**AIM OF THE EXERCISE**
How many of the lines below contain the word "edge"? Only the number is wanted.

THE INPUT Block Start

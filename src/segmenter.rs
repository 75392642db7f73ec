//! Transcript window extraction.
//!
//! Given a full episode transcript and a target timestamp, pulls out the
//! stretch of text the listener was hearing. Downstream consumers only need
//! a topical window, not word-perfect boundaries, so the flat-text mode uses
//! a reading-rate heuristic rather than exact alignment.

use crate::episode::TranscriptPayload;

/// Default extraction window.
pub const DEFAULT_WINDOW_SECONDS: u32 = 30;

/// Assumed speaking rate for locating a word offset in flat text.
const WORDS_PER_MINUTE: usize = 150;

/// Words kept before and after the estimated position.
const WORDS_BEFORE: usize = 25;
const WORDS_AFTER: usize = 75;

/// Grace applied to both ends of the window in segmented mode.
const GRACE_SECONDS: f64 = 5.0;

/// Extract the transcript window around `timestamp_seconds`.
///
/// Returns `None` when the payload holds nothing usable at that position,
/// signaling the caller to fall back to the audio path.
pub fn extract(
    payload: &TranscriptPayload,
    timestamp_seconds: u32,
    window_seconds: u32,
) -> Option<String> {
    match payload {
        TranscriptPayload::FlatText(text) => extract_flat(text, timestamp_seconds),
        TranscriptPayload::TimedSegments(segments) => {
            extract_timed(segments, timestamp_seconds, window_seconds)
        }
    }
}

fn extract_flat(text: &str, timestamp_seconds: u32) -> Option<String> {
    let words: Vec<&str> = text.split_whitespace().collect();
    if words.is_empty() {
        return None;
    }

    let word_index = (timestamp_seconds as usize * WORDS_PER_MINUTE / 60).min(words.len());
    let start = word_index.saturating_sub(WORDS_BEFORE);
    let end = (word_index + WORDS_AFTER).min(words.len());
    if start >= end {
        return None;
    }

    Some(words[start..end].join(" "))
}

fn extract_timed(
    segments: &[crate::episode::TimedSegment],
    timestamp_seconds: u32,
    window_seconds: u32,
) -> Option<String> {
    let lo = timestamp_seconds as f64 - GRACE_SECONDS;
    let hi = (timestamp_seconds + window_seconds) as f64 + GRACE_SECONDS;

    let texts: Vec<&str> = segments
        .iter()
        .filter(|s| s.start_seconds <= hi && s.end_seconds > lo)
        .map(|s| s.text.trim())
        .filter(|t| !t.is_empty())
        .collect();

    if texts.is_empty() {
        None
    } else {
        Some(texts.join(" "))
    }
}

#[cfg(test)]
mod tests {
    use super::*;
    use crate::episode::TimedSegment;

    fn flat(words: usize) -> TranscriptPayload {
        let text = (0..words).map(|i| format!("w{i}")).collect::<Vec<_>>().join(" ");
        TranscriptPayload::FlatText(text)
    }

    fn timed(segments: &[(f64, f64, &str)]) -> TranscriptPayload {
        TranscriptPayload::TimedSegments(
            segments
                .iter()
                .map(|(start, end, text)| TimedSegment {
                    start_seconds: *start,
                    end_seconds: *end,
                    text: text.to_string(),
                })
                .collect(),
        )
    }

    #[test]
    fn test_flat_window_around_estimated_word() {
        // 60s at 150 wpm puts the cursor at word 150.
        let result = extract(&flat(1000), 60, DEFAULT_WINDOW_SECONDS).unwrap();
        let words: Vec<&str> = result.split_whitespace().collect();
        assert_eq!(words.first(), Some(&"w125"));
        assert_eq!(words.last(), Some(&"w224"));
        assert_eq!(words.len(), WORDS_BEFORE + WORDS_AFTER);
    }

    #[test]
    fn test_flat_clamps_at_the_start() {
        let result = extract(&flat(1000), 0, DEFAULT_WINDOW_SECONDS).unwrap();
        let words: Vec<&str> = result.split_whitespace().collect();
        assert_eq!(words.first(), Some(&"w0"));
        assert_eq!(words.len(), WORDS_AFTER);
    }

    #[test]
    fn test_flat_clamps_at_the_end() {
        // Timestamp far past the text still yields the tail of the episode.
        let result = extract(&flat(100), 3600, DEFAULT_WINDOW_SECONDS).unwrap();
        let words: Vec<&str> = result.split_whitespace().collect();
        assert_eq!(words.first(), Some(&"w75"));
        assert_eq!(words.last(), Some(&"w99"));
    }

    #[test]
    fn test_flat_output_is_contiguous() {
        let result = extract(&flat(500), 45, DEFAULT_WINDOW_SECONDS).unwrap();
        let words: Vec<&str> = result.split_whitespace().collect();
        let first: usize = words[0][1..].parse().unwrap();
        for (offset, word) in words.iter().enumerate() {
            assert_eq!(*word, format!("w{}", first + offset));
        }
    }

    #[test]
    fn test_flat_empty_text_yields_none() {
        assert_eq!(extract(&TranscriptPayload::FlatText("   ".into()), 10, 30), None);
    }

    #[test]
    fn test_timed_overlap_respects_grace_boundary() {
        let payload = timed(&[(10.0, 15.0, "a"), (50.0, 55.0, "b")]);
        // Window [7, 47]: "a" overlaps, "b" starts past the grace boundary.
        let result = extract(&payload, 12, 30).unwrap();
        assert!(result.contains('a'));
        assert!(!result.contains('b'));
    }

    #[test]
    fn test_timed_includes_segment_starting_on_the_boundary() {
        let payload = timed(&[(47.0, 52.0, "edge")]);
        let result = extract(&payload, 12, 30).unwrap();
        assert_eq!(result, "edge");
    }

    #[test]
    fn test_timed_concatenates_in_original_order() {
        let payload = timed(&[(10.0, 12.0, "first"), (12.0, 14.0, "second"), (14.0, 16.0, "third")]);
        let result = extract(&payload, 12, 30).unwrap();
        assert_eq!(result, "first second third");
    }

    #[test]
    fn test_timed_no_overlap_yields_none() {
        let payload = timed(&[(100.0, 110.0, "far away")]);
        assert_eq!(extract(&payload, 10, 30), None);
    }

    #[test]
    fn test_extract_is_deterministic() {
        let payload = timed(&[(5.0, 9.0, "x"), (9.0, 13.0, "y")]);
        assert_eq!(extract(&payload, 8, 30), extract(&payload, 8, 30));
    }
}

THE INPUT Block End

**RESULT**
2